As part of Emory University’s participation in the multi-center Immunophenotyping Assessment in a COVID-19 Cohort (IMPACC), the Yerkes National Primate Research Center has received a one-year, $4.1 million grant supplement from the National Institute of Allergy and Infectious Diseases (NIAID) to track gene expression from 1,000 COVID-19 patients. This information will help IMPACC’s efforts to develop COVID-19 biomarkers, which are necessary for predicting disease severity and informing treatment decisions. Patient recruitment for this study is under way, and the researchers expect to have initial biomarkers results by October. 

Lead researcher Steve Bosinger, PhD, and his research team will produce RNA sequencing data from COVID-19 patients’ blood, which healthcare professionals will collect at several time points after infection. Emory University’s Nadine Rouphael, MD, is one of the healthcare professionals as are providers at more than 15 other academic health centers across the country. Bosinger is assistant professor, Department of Pathology & Laboratory Medicine, Emory School of Medicine (SOM) and Emory Vaccine Center (EVC); director, Yerkes Nonhuman Primate (NHP) Genomics Core; and a researcher in Yerkes’ Division of Microbiology and Immunology. Rouphael is associate professor of medicine, Emory SOM, and IMPACC’s chair, and she is funded by NIAID’s Division of Allergy, Immunology and Transplantation. 
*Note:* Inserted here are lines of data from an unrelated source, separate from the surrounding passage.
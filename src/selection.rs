//! Toggled grid cells for the image currently on screen.

use crate::grid::GridCell;

/// Insertion-ordered set of selected cells.
#[derive(Clone, Debug, Default, PartialEq, Eq)]
pub struct SelectionSet {
    cells: Vec<GridCell>,
}

impl SelectionSet {
    pub fn new() -> Self {
        Self::default()
    }

    /// Flip membership of `cell` and return whether it is now selected.
    pub fn toggle(&mut self, cell: GridCell) -> bool {
        if let Some(pos) = self.cells.iter().position(|c| *c == cell) {
            self.cells.remove(pos);
            false
        } else {
            self.cells.push(cell);
            true
        }
    }

    pub fn clear(&mut self) {
        self.cells.clear();
    }

    /// Cells in the order they were first selected.
    pub fn snapshot(&self) -> Vec<GridCell> {
        self.cells.clone()
    }

    pub fn contains(&self, cell: &GridCell) -> bool {
        self.cells.contains(cell)
    }

    pub fn iter(&self) -> impl Iterator<Item = &GridCell> {
        self.cells.iter()
    }

    pub fn len(&self) -> usize {
        self.cells.len()
    }

    pub fn is_empty(&self) -> bool {
        self.cells.is_empty()
    }
}

#[cfg(test)]
mod tests {
    use super::*;

    fn cell(x: u32, y: u32) -> GridCell {
        GridCell::new(x, y, x + 100, y + 100)
    }

    #[test]
    fn test_toggle_reports_membership() {
        let mut set = SelectionSet::new();
        assert!(set.toggle(cell(0, 0)));
        assert!(set.contains(&cell(0, 0)));
        assert!(!set.toggle(cell(0, 0)));
        assert!(!set.contains(&cell(0, 0)));
    }

    #[test]
    fn test_double_toggle_restores_prior_state() {
        let mut set = SelectionSet::new();
        set.toggle(cell(0, 0));
        set.toggle(cell(100, 0));
        let before = set.clone();

        set.toggle(cell(200, 100));
        set.toggle(cell(200, 100));
        assert_eq!(set, before);

        set.toggle(cell(0, 0));
        set.toggle(cell(0, 0));
        assert_eq!(set.len(), 2);
        assert!(set.contains(&cell(0, 0)));
    }

    #[test]
    fn test_snapshot_is_insertion_ordered() {
        let mut set = SelectionSet::new();
        set.toggle(cell(200, 0));
        set.toggle(cell(0, 100));
        set.toggle(cell(100, 100));
        set.toggle(cell(0, 100));
        set.toggle(cell(0, 100));
        assert_eq!(
            set.snapshot(),
            vec![cell(200, 0), cell(100, 100), cell(0, 100)]
        );
    }

    #[test]
    fn test_clear_empties() {
        let mut set = SelectionSet::new();
        set.toggle(cell(0, 0));
        set.toggle(cell(100, 0));
        set.clear();
        assert!(set.is_empty());
        assert!(set.snapshot().is_empty());
    }
}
The Emory researchers will combine their sequencing data with data from the University of California, San Francisco, which is Emory’s partner site in this component of the IMPACC study. “The goal of combining the patient data, which hospital systems will begin collecting at 48 hours after admission through one year after hospital discharge, is to develop actionable biomarkers healthcare professionals can use to inform their treatment and management decisions,” says Bosinger.

To develop the biomarkers, IMPACC researchers and healthcare professionals will initially search for molecular patterns that can predict disease and recovery. Later analyses will focus on protecting patients from potential reinfection and monitoring the impact of new treatments against the virus.  

“The lack of detailed molecular and immunological information severely impairs accurate decision-making, such as not being able to prioritize patients who will progress to severe COVID-19 disease,” Bosinger adds. “By combining our immunogenomics experience and dedicated infrastructure for next-generation sequencing with the expertise of our clinical partners, we can empower healthcare providers and systems with the information they need to make faster, data-driven clinical decisions, increase definitive communication with patients and, ultimately, better serve those seeking healthcare at this critical time.”

“Given the importance this study holds for informing treatment decisions and better helping patients, we are taking extra steps to ensure synchronicity across Emory and UCSF,” says Rafi Ahmed, PhD, EVC director and GRA eminent scholar. “For example, we are benchmarking with a common set of reference samples and employing balanced experimental design between the sites so we can generate the data faster and accommodate more patient information, which will facilitate better patient care,” he continues.

This study is a supplement to grant U19 A1090023 from the Human Immunology Project Consortium (HIPC), which Bali Pulendran, PhD, leads. Pulendran, who is the Violetta L. Horton professor of microbiology and immunology at Stanford University, says, “We are confident our experience using genomics and systems biological approaches to predict the effectiveness of vaccines will translate directly into predicting disease severity at an early stage of infection in people who have COVID-19.”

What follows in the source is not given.